Discover: In this heartrending picture book, a boy directs encouraging thoughts toward his missing cat as he combs the city looking for it.

Neal Porter/Holiday House, $18.99, hardcover, 40p., ages 4-8, 9780823442614

The Star Shepherd

by Dan Haring, MarcyKate Connolly


Soon after the world was first formed, the Seven Elders hung stars "from hooks fastened to the sky." These stars formed a "wide net of light with beams connecting star to star," in order to shield people from "unspeakable horrors that thrived in the darkness." Centuries later, the original burlap casings began to wear out, and it fell to Star Shepherds to "catapult... the stars back into the sky."

When Kyro's mom died five years ago, his father, Tirin, honored her by sending a star back to the heavens in her name. Tirin became a Star Shepherd, but, as time went on, it seemed as if each newly fallen star became a reminder of his loss. Now, all Kyro wants is to "protect the stars" alongside his father and to be allowed to "feel like a part of his own family again," but Tirin barely even notices his son. When unprecedented numbers of stars begin falling and legendary monsters resurface, Tirin disappears, leaving his beloved watchtower in the hands of his worried son. As days go by and Tirin fails to return, Kyro, accompanied by his good friend Andra and his faithful pup Cypher, sets out to find his father and, while he's at it, discover who's been cutting down the stars.

Haring and Connolly have crafted an inviting fantasy that combines the epic feel of a creation myth with plenty of monsters to fight and monumental wrongs to right. Kyro's love--for his father and for the stars--stays strong and, like the best of heroes, he takes his quest seriously. Originally envisioned as an animated film, this handsome volume is adorned with plenty of spot art and striking, full-page illustrations and is likely to draw in younger middle-grade readers as well as tween fantasy lovers. --Lynn Becker, blogger and host of Book Talk, a monthly online discussion of children's books for SCBWI

Discover: Kyro, the son of a star shepherd, must find his missing father and figure out why so many stars have begun falling from the sky in this illustrated middle grade fantasy.

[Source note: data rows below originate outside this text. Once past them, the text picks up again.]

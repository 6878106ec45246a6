use std::fs;
use std::path::Path;

use serde::{Deserialize, Serialize};

use crate::error::{GraphCutError, Result};
use crate::graph::{Connectivity, Grid};

/// Graph shape and solver settings, loadable from JSON.
#[derive(Debug, Clone, PartialEq, Eq, Serialize, Deserialize)]
#[serde(default)]
pub struct GraphCutConfig {
    /// Volume size along x, y and z. Signed so that bad input can be reported.
    pub dimensions: [i64; 3],
    pub connectivity: Connectivity,
    pub solver: SolverConfig,
}

#[derive(Debug, Clone, Default, PartialEq, Eq, Serialize, Deserialize)]
#[serde(default)]
pub struct SolverConfig {
    /// Stop after this many augmentations. `None` runs to convergence.
    pub max_augmentations: Option<usize>,
}

impl Default for GraphCutConfig {
    fn default() -> Self {
        Self {
            dimensions: [1, 1, 1],
            connectivity: Connectivity::Unconnected,
            solver: SolverConfig::default(),
        }
    }
}

impl GraphCutConfig {
    pub fn new(dimensions: [i64; 3], connectivity: Connectivity) -> Self {
        Self {
            dimensions,
            connectivity,
            ..Self::default()
        }
    }

    pub fn from_json_str(json: &str) -> Result<Self> {
        Ok(serde_json::from_str(json)?)
    }

    pub fn from_json_file(path: impl AsRef<Path>) -> Result<Self> {
        let json = fs::read_to_string(path)?;
        Self::from_json_str(&json)
    }

    /// Checks the configuration and builds the grid it describes.
    pub fn validate(&self) -> Result<Grid> {
        if self.connectivity == Connectivity::Unconnected {
            return Err(GraphCutError::Unconnected);
        }
        if self.dimensions.iter().any(|&d| d <= 0) {
            return Err(GraphCutError::InvalidDimensions(self.dimensions));
        }
        Grid::new(self.dimensions.map(|d| d as usize), self.connectivity)
    }
}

Sourcebooks, $17.99, hardcover, 320p., ages 8-12, 9781492658207

Frankly in Love

by David Yoon


High school senior Frank Li is the "silent hyphen" in Korean-American: an entity that bridges two cultures without ever taking a full step toward either one, a "Limbo," as he calls it. "I'm not Korean enough," he thinks, but "not white enough to be fully American." He's expected to study hard, go to a top college and marry a nice Korean girl (unlike his sister, who was disowned when she married a black man). Instead, he falls for an "American" (i.e., white) classmate. To appease his parents and satisfy his desire to date outside the "tribe," he concocts a plan with fellow Limbo Joy Song, who hides her Chinese-American boyfriend from her family. The two agree to "fake-date," but what should "work gangbusters" backfires, ultimately teaching Frank that "there's no greater will than the will to love who you want."

In Frankly in Love, David Yoon presents a candid, insightful look at the experience of second-gen Korean-Americans. Delivered with witty banter and Frank's nerdy metaphors--"There are too many worlds in my head... and really all I want to do is reach escape velocity, bust out into space, and form my own planet tweaked just how I want it."--the everyday struggles of a teenager straddling two communities is deftly expressed. Yoon also adroitly deconstructs racial bias, including examples of both overt and unconscious prejudices present in immigrants and their American-born children, within communities of color and among white liberals.

In his debut novel, Yoon examines love in the context of cultural identity, expertly tackling sensitive issues with nuance and a bit of humor. --Lana Barnes, freelance reviewer and proofreader

Discover: A Korean-American teenager struggles with his identity in this thought-provoking, heartwarming YA debut about first loves, self-discovery and family.